Procedure sul Disco

Il disco intervertebrale è un importante elemento strutturale della nostra colonna vertebrale che subisce inevitabilmente, con il trascorrere del tempo, dei fenomeni degenerativi.

Tra le sue diverse e preziose funzioni ci sono la mobilità, la funzione meccanica di assorbimento degli impulsi, la corretta distribuzione dei carichi lungo la colonna vertebrale dall’apice al coccige, ecc.

Proprio in virtù dell’elevato numero di funzioni che assolve, il disco invertebrale è frequentemente protagonista di sindromi dolorose a carico dei schiena, testa e arti, con casistiche che possono variare per intensità e natura da paziente e paziente. Generalmente le problematiche del disco invertebrale colpiscono pazienti non più giovanissimi, in quanto l’invecchiamento o la dislocazione discale rappresentano fenomeni fisiologicamente legati al tempo e/o alla costituzione fisica e/o alla postura o attività lavorativa del paziente in esame; frequentemente si attestano tra la popolazione di sportivi e atleti di diverse discipline dediti all’agonismo.

Fortunatamente, da alcuni anni esiste la possibilità concreta, sicura ed efficace di intervenire sul disco invertebrale con metodiche di endoscopia mini-invasiva. Attraverso questa terapia è possibile risolvere le problematiche alla base della sindrome dolorosa tramite procedure in anestesia locale con eventuale sedazione (salvo specifiche eccezioni cliniche), e quindi con una notevole riduzione dei rischi intra e post-operatori, nonché dell’entità e della durata dell’operazione stessa.
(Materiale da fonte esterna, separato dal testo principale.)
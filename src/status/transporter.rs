//! Transporter ID validation.

use tracing::{debug, warn};

use super::service::{AfterRefresh, GstinStatusService, RefreshRequest};
use crate::core::{
    GstinError, GstinStatus, TransporterIdStatus, is_transporter_id_format, needs_transporter_api,
};
use crate::runtime::GstinStore;

/// Result of [`GstinStatusService::validate_gst_transporter_id`].
#[derive(Debug, Clone, PartialEq, Eq)]
pub enum TransporterIdVerdict {
    /// The GSTIN or the transporter ID is active.
    Active,
    /// Neither status resolved to Active. The message is meant for the user.
    Inactive { message: String },
    /// No status could be obtained.
    Unresolved,
}

/// Warning shown for a transporter ID that does not resolve to Active.
pub fn inactive_transporter_message(transporter_id: &str) -> String {
    format!("Transporter ID {transporter_id} seems to be Inactive")
}

impl GstinStatusService {
    /// Validate a GST transporter ID and warn when it is not active.
    ///
    /// # Logic
    ///
    /// 1. Malformed IDs (not 15 alphanumerics) stay unresolved without a lookup
    /// 2. Use the stored record if there is one
    /// 3. IDs starting with "88" or failing the GSTIN check digit go to the
    ///    transporter API; anything else to the GSTIN APIs
    /// 4. GSTIN status not Active and no transporter status known → ask the
    ///    transporter API
    /// 5. Active GSTIN or Active transporter ID → [`TransporterIdVerdict::Active`]
    pub async fn validate_gst_transporter_id(
        &self,
        transporter_id: &str,
    ) -> Result<TransporterIdVerdict, GstinError> {
        let transporter_id = transporter_id.trim().to_uppercase();
        if !is_transporter_id_format(&transporter_id) {
            debug!(%transporter_id, "malformed transporter ID, skipping lookup");
            return Ok(TransporterIdVerdict::Unresolved);
        }

        let record = match self.store().get(&transporter_id).await? {
            Some(record) => Some(record),
            None if needs_transporter_api(&transporter_id) => {
                self.create_or_update_gstin_status(
                    RefreshRequest::transporter_id(&transporter_id)
                        .callback(AfterRefresh::ValidateTransporterIdInfo),
                )
                .await?
            }
            None => {
                self.create_or_update_gstin_status(
                    RefreshRequest::gstin(&transporter_id).callback(AfterRefresh::ValidateGstinInfo),
                )
                .await?
            }
        };

        let Some(mut record) = record else {
            return Ok(TransporterIdVerdict::Unresolved);
        };

        if record.status != Some(GstinStatus::Active) && record.transporter_id_status.is_none() {
            if let Some(refreshed) = self
                .create_or_update_gstin_status(
                    RefreshRequest::transporter_id(&transporter_id)
                        .callback(AfterRefresh::ValidateTransporterIdInfo),
                )
                .await?
            {
                record = refreshed;
            }
        }

        if record.status == Some(GstinStatus::Active)
            || record.transporter_id_status == Some(TransporterIdStatus::Active)
        {
            return Ok(TransporterIdVerdict::Active);
        }

        let message = inactive_transporter_message(&transporter_id);
        warn!(%transporter_id, "{message}");
        Ok(TransporterIdVerdict::Inactive { message })
    }
}
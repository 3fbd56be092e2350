use chrono::{NaiveDate, NaiveDateTime};
use criterion::{Criterion, black_box, criterion_group, criterion_main};

use gstin_tracker::api::{PublicGstinInfo, normalize_public};
use gstin_tracker::core::*;
use gstin_tracker::status::{check_gstin_info, refresh_decision};

fn test_date() -> NaiveDate {
    NaiveDate::from_ymd_opt(2024, 6, 15).unwrap()
}

fn now() -> NaiveDateTime {
    test_date().and_hms_opt(12, 0, 0).unwrap()
}

fn cancelled_record() -> GstinRecord {
    GstinRecord::builder("27AAPFU0939F1ZV")
        .status(GstinStatus::Cancelled)
        .registration_date(NaiveDate::from_ymd_opt(2017, 7, 1).unwrap())
        .cancelled_date(NaiveDate::from_ymd_opt(2023, 3, 31).unwrap())
        .last_updated_on(NaiveDate::from_ymd_opt(2024, 1, 1).unwrap().and_hms_opt(0, 0, 0).unwrap())
        .build()
}

fn bench_validate_gstin(c: &mut Criterion) {
    c.bench_function("validate_gstin", |b| {
        b.iter(|| black_box(validate_gstin(black_box("27aapfu0939f1zv"))));
    });
}

fn bench_check_digit_1000(c: &mut Criterion) {
    let bodies: Vec<String> = (0..1000)
        .map(|i| format!("27AAPFU{i:04}F1Z"))
        .collect();
    c.bench_function("check_char_1000", |b| {
        b.iter(|| {
            for body in &bodies {
                black_box(gstin_check_char(black_box(body)));
            }
        });
    });
}

fn bench_normalize_public(c: &mut Criterion) {
    let info = PublicGstinInfo {
        gstin: "27AAPFU0939F1ZV".into(),
        rgdt: Some("01/07/2017".into()),
        cxdt: Some("31/03/2023".into()),
        sts: "Cancelled".into(),
        ..Default::default()
    };
    c.bench_function("normalize_public", |b| {
        b.iter(|| black_box(normalize_public(black_box(info.clone()))));
    });
}

fn bench_validation_pipeline(c: &mut Criterion) {
    let record = cancelled_record();
    let settings = GstSettings {
        enable_api: true,
        api_secret: Some("secret".into()),
        ..Default::default()
    };
    c.bench_function("refresh_and_validate", |b| {
        b.iter(|| {
            let decision = refresh_decision(
                black_box(&settings),
                Some(&record),
                Some(test_date()),
                false,
                now(),
            );
            black_box(decision);
            black_box(check_gstin_info(black_box(&record), test_date()))
        });
    });
}

criterion_group!(
    benches,
    bench_validate_gstin,
    bench_check_digit_1000,
    bench_normalize_public,
    bench_validation_pipeline,
);
criterion_main!(benches);
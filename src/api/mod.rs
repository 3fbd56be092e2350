//! GST API ports and response normalization.
//!
//! The public registry, e-invoice and e-waybill APIs are consumed through
//! the [`PublicApi`], [`EInvoiceApi`] and [`EWaybillApi`] traits. Each
//! returns its own payload shape; [`normalize`] maps them into a single
//! [`GstinUpdate`](crate::core::GstinUpdate).
//!
//! # Example
//!
//! ```
//! use gstin_tracker::api::*;
//! use gstin_tracker::core::GstinStatus;
//!
//! let info: PublicGstinInfo = serde_json::from_str(
//!     r#"{"gstin":"27AAPFU0939F1ZV","rgdt":"01/07/2017","cxdt":"","sts":"Active"}"#,
//! ).unwrap();
//! let update = normalize_public(info).unwrap();
//! assert_eq!(update.details.unwrap().status, GstinStatus::Active);
//! ```

mod client;
mod normalize;

pub use client::{
    ApiClients, ApiError, EInvoiceApi, EInvoiceGstinInfo, EWaybillApi, PublicApi, PublicGstinInfo,
    TransporterDetails,
};
pub use normalize::{normalize_e_invoice, normalize_public, normalize_transporter, parse_api_date};
//! Core GSTIN types, format validation, and settings.
//!
//! This module provides the canonical GSTIN record, the status enums
//! reported by the GST network, GSTIN check-digit validation, and the
//! settings that gate every network lookup.

mod error;
mod format;
mod settings;
mod types;

pub use error::*;
pub use format::*;
pub use settings::*;
pub use types::*;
Mediamente la degenza postoperatoria è estremamente contenuta e non supera le 24 ore (regime day surgery o ricovero di una notte). Il ritorno alla vita lavorativa in genere avviene entro una settimana dall’intervento: una caratteristica che rende l’endoscopia mini-invasiva una terapia ideale anche per tutti quegli atleti che non vogliono sospendere (se non per periodi minimi) la propria attività sportiva.

Le procedure sul disco vengono ordinariamente eseguite attraverso chirurgia endoscopica mini-invasiva comprensiva di asportazione endoscopica di ernie e protrusioni discali con segni di compressione radicolare. L’ampio utilizzo delle metodiche vertebrali endoscopiche è dovuto alla possibilità di ottenere – a parità di indicazione – risultati identici alla chirurgia a cielo aperto, assicurando però la riduzione del rischio interventistico, la diminuzione dell’impatto operatorio sulla vita del paziente e un maggior rispetto delle caratteristiche strutturali della colonna vertebrale.

Anche tecniche di radiofrequenza discale vengono frequentemente utilizzate, in quanto rappresentano un prezioso strumento terapeutico sia per il dolore propriamente discogeno, sia per la capacità di intervenire indirettamente su fenomeni di compressione minima ma dolorosa e potenzialmente rischiosa su strutture nervose adiacenti.

Grandi potenzialità sono offerte anche dalla medicina rigenerativa, con l’utilizzo di cellule staminali anche nel campo del rimodellamento discale.